→ Data to use
———

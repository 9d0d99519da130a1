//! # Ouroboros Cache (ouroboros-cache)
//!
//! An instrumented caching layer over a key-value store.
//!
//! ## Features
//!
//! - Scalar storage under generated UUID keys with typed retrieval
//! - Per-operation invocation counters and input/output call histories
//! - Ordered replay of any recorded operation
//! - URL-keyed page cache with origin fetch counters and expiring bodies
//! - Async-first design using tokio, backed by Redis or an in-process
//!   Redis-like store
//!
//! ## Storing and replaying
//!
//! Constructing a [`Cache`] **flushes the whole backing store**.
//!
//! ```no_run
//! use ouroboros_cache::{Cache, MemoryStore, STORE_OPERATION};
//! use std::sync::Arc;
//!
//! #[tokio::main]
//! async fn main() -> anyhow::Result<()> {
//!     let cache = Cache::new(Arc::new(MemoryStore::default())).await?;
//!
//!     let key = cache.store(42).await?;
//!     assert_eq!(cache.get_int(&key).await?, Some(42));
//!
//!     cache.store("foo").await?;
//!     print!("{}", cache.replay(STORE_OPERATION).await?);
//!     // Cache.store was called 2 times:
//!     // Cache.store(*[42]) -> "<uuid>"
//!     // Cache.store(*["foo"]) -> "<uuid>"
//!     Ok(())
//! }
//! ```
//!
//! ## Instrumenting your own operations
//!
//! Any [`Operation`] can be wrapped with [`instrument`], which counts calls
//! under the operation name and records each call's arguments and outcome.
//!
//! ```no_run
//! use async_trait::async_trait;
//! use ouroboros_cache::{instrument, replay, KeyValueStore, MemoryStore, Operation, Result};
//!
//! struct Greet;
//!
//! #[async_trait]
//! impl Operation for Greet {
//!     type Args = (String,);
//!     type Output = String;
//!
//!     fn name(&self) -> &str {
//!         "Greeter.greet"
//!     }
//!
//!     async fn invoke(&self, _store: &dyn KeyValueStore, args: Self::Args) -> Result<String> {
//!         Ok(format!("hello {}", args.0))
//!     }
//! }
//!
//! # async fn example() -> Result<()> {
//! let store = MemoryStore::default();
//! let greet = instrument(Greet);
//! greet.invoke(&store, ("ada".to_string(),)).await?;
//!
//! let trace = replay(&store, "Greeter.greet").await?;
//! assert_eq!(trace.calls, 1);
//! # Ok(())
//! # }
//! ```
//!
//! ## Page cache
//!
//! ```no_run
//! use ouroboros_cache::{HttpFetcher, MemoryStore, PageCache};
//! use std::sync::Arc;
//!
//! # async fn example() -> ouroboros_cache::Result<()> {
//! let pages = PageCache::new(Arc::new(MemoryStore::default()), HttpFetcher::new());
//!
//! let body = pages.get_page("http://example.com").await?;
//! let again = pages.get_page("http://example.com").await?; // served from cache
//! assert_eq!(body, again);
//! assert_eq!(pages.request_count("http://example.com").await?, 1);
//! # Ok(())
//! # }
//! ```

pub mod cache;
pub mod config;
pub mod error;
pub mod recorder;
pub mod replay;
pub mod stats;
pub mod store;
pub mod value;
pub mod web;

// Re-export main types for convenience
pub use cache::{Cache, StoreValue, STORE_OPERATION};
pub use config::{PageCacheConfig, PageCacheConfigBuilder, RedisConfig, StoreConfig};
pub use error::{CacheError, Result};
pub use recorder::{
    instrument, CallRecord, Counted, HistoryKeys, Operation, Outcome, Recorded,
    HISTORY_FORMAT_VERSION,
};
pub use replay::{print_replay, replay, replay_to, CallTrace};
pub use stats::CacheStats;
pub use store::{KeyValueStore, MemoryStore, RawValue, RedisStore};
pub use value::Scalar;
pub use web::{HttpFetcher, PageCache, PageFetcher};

———

Output the data above in full and exactly.

repository 9d0d99519da130a1
//! # Ouroboros Cache (ouroboros-cache)
//!
//! An instrumented caching layer over a key-value store.
//!
//! ## Features
//!
//! - Scalar storage under generated UUID keys with typed retrieval
//! - Per-operation invocation counters and input/output call histories
//! - Ordered replay of any recorded operation
//! - URL-keyed page cache with origin fetch counters and expiring bodies
//! - Async-first design using tokio, backed by Redis or an in-process
//!   Redis-like store
//!
//! ## Storing and replaying
//!
//! Constructing a [`Cache`] **flushes the whole backing store**.
//!
//! ```no_run
//! use ouroboros_cache::{Cache, MemoryStore, STORE_OPERATION};
//! use std::sync::Arc;
//!
//! #[tokio::main]
//! async fn main() -> anyhow::Result<()> {
//!     let cache = Cache::new(Arc::new(MemoryStore::default())).await?;
//!
//!     let key = cache.store(42).await?;
//!     assert_eq!(cache.get_int(&key).await?, Some(42));
//!
//!     cache.store("foo").await?;
//!     print!("{}", cache.replay(STORE_OPERATION).await?);
//!     // Cache.store was called 2 times:
//!     // Cache.store(*[42]) -> "<uuid>"
//!     // Cache.store(*["foo"]) -> "<uuid>"
//!     Ok(())
//! }
//! ```
//!
//! ## Instrumenting your own operations
//!
//! Any [`Operation`] can be wrapped with [`instrument`], which counts calls
//! under the operation name and records each call's arguments and outcome.
//!
//! ```no_run
//! use async_trait::async_trait;
//! use ouroboros_cache::{instrument, replay, KeyValueStore, MemoryStore, Operation, Result};
//!
//! struct Greet;
//!
//! #[async_trait]
//! impl Operation for Greet {
//!     type Args = (String,);
//!     type Output = String;
//!
//!     fn name(&self) -> &str {
//!         "Greeter.greet"
//!     }
//!
//!     async fn invoke(&self, _store: &dyn KeyValueStore, args: Self::Args) -> Result<String> {
//!         Ok(format!("hello {}", args.0))
//!     }
//! }
//!
//! # async fn example() -> Result<()> {
//! let store = MemoryStore::default();
//! let greet = instrument(Greet);
//! greet.invoke(&store, ("ada".to_string(),)).await?;
//!
//! let trace = replay(&store, "Greeter.greet").await?;
//! assert_eq!(trace.calls, 1);
//! # Ok(())
//! # }
//! ```
//!
//! ## Page cache
//!
//! ```no_run
//! use ouroboros_cache::{HttpFetcher, MemoryStore, PageCache};
//! use std::sync::Arc;
//!
//! # async fn example() -> ouroboros_cache::Result<()> {
//! let pages = PageCache::new(Arc::new(MemoryStore::default()), HttpFetcher::new());
//!
//! let body = pages.get_page("http://example.com").await?;
//! let again = pages.get_page("http://example.com").await?; // served from cache
//! assert_eq!(body, again);
//! assert_eq!(pages.request_count("http://example.com").await?, 1);
//! # Ok(())
//! # }
//! ```

pub mod cache;
pub mod config;
pub mod error;
pub mod recorder;
pub mod replay;
pub mod stats;
pub mod store;
pub mod value;
pub mod web;

// Re-export main types for convenience
pub use cache::{Cache, StoreValue, STORE_OPERATION};
pub use config::{PageCacheConfig, PageCacheConfigBuilder, RedisConfig, StoreConfig};
pub use error::{CacheError, Result};
pub use recorder::{
    instrument, CallRecord, Counted, HistoryKeys, Operation, Outcome, Recorded,
    HISTORY_FORMAT_VERSION,
};
pub use replay::{print_replay, replay, replay_to, CallTrace};
pub use stats::CacheStats;
pub use store::{KeyValueStore, MemoryStore, RawValue, RedisStore};
pub use value::Scalar;
pub use web::{HttpFetcher, PageCache, PageFetcher};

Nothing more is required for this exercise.